From the records below, transcribe only the lines running from the one with "cluster_by_value(survivors.iter().copied(), self.unit_tolerance)" through the one with "let margin = self.config.confidence_margin;". Keep both of those end lines.
----------
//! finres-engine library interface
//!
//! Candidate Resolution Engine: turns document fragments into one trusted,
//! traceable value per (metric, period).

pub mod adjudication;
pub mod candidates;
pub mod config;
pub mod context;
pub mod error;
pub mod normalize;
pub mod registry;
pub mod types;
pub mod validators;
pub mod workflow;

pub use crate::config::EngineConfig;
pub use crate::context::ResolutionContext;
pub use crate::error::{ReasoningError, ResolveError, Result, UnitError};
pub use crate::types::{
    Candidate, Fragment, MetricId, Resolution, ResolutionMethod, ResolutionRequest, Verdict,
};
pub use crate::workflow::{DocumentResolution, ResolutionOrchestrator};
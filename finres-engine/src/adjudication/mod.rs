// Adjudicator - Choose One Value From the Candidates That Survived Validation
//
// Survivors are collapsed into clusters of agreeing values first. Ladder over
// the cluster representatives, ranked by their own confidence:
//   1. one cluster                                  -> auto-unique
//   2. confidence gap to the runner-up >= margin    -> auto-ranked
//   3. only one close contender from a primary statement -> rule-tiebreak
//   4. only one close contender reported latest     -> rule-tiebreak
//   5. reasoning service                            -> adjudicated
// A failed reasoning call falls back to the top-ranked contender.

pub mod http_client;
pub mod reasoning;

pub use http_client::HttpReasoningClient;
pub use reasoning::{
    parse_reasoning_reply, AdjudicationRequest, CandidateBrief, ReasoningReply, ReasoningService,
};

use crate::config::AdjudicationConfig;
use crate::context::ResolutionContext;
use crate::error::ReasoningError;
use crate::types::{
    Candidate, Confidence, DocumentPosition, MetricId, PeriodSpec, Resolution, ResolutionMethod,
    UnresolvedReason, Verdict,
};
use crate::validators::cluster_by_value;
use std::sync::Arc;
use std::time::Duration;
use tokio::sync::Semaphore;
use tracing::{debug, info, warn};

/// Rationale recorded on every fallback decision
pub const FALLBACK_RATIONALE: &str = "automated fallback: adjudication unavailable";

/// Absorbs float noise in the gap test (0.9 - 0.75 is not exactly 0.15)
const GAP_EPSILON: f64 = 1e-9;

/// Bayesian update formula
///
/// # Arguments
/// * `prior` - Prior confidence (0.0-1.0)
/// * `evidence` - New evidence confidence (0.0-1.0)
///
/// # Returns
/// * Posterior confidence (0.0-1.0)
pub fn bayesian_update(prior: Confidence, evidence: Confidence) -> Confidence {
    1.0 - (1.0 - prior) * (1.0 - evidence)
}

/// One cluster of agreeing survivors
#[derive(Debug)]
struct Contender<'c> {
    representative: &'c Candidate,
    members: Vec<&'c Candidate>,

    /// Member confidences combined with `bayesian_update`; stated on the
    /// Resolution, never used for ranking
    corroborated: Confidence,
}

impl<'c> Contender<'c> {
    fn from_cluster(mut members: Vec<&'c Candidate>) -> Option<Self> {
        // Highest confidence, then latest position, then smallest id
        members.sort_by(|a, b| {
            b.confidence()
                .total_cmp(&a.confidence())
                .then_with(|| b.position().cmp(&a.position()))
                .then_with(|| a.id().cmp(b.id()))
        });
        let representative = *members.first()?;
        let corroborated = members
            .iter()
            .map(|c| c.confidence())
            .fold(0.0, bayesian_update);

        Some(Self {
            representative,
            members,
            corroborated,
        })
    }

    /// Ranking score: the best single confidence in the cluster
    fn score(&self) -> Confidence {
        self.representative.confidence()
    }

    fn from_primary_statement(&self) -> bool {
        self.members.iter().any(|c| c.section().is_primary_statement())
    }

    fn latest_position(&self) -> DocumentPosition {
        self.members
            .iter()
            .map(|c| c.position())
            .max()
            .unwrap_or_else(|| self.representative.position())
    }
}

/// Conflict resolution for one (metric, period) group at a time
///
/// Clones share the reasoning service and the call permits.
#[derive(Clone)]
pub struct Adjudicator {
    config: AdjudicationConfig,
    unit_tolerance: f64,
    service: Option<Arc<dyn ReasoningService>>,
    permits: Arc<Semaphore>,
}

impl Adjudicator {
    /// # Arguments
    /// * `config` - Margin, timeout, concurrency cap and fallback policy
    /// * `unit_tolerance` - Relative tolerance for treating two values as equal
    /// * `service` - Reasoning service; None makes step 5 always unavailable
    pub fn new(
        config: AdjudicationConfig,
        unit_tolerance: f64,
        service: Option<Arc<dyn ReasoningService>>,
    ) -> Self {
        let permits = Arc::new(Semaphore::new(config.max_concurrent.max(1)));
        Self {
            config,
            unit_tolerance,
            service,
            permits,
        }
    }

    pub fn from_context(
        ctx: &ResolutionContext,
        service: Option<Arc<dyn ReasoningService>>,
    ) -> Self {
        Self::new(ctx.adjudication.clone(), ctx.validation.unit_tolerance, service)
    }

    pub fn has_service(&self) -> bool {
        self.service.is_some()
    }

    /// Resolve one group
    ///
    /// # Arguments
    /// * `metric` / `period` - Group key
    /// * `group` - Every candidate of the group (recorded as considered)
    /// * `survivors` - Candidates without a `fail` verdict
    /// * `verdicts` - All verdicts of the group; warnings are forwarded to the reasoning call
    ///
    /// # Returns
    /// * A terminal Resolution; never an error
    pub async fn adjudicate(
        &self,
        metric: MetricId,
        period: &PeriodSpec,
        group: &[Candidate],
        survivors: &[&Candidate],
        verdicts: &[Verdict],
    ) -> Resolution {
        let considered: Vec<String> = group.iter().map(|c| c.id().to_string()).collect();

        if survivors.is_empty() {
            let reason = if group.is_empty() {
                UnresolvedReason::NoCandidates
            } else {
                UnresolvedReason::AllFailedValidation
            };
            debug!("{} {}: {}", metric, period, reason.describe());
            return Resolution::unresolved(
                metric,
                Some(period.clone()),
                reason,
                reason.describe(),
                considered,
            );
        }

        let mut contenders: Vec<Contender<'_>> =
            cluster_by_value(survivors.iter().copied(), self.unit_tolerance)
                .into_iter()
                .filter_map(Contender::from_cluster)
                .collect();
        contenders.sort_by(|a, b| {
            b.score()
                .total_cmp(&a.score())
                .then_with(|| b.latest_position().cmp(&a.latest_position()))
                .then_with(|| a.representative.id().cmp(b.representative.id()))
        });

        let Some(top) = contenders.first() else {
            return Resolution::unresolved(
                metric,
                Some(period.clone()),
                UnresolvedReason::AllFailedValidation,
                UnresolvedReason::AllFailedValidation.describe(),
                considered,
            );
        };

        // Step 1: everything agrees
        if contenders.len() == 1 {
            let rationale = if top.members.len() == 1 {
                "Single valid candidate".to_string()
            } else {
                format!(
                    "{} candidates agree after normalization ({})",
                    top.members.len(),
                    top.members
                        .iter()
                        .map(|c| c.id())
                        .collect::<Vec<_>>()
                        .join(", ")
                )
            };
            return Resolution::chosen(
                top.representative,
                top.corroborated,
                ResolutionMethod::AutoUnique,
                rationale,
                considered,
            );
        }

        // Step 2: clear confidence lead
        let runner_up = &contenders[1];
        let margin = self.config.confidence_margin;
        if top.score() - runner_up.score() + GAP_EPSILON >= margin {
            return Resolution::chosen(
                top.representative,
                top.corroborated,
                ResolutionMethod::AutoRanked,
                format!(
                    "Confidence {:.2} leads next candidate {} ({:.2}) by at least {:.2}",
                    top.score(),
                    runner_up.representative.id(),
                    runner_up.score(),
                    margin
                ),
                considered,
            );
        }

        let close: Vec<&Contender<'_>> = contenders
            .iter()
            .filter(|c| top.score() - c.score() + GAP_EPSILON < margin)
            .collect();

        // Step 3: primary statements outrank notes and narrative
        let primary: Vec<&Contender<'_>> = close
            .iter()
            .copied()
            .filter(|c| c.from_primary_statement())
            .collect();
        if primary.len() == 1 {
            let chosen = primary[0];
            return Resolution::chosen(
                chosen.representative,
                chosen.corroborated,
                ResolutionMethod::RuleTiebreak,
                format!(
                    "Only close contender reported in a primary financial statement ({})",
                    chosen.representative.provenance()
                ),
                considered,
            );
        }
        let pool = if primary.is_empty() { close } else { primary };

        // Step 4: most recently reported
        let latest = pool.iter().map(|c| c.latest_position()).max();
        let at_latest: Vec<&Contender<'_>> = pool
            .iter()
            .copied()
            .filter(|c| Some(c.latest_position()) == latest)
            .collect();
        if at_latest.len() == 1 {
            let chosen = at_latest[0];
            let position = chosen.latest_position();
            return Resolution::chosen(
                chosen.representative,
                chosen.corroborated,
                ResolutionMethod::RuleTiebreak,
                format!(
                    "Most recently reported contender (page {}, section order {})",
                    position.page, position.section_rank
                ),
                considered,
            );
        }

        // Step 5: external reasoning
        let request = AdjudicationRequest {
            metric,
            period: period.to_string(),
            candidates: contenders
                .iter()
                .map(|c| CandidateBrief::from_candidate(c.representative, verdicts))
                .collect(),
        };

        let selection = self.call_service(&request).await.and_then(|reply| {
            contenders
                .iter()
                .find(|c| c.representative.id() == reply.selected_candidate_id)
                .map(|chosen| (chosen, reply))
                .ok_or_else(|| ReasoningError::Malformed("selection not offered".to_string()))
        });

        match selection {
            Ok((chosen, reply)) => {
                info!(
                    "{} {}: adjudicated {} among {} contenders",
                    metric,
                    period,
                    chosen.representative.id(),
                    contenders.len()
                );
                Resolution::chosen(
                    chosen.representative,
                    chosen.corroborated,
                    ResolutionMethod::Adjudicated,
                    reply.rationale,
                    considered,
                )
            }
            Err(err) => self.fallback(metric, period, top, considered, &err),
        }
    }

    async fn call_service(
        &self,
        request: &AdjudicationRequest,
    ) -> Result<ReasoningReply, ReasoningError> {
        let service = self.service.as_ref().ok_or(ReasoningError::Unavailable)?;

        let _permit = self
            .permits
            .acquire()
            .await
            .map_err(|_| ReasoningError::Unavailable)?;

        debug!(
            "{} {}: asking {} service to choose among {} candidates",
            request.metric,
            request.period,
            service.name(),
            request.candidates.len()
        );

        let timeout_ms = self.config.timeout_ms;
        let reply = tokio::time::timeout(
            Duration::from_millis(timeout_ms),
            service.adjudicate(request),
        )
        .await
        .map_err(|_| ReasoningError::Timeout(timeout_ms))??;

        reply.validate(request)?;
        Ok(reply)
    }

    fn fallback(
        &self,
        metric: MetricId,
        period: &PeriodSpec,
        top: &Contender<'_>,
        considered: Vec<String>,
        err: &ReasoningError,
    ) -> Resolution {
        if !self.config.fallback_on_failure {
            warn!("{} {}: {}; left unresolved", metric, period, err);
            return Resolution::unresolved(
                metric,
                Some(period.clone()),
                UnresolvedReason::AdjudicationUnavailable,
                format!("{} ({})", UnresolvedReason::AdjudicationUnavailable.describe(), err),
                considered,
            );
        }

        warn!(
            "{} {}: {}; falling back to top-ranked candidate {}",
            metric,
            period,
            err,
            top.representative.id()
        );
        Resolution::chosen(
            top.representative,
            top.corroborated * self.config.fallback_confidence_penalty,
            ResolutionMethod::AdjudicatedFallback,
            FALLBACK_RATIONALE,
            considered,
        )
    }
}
----------
| Task solution |
            cluster_by_value(survivors.iter().copied(), self.unit_tolerance)
                .into_iter()
                .filter_map(Contender::from_cluster)
                .collect();
        contenders.sort_by(|a, b| {
            b.score()
                .total_cmp(&a.score())
                .then_with(|| b.latest_position().cmp(&a.latest_position()))
                .then_with(|| a.representative.id().cmp(b.representative.id()))
        });

        let Some(top) = contenders.first() else {
            return Resolution::unresolved(
                metric,
                Some(period.clone()),
                UnresolvedReason::AllFailedValidation,
                UnresolvedReason::AllFailedValidation.describe(),
                considered,
            );
        };

        // Step 1: everything agrees
        if contenders.len() == 1 {
            let rationale = if top.members.len() == 1 {
                "Single valid candidate".to_string()
            } else {
                format!(
                    "{} candidates agree after normalization ({})",
                    top.members.len(),
                    top.members
                        .iter()
                        .map(|c| c.id())
                        .collect::<Vec<_>>()
                        .join(", ")
                )
            };
            return Resolution::chosen(
                top.representative,
                top.corroborated,
                ResolutionMethod::AutoUnique,
                rationale,
                considered,
            );
        }

        // Step 2: clear confidence lead
        let runner_up = &contenders[1];
        let margin = self.config.confidence_margin;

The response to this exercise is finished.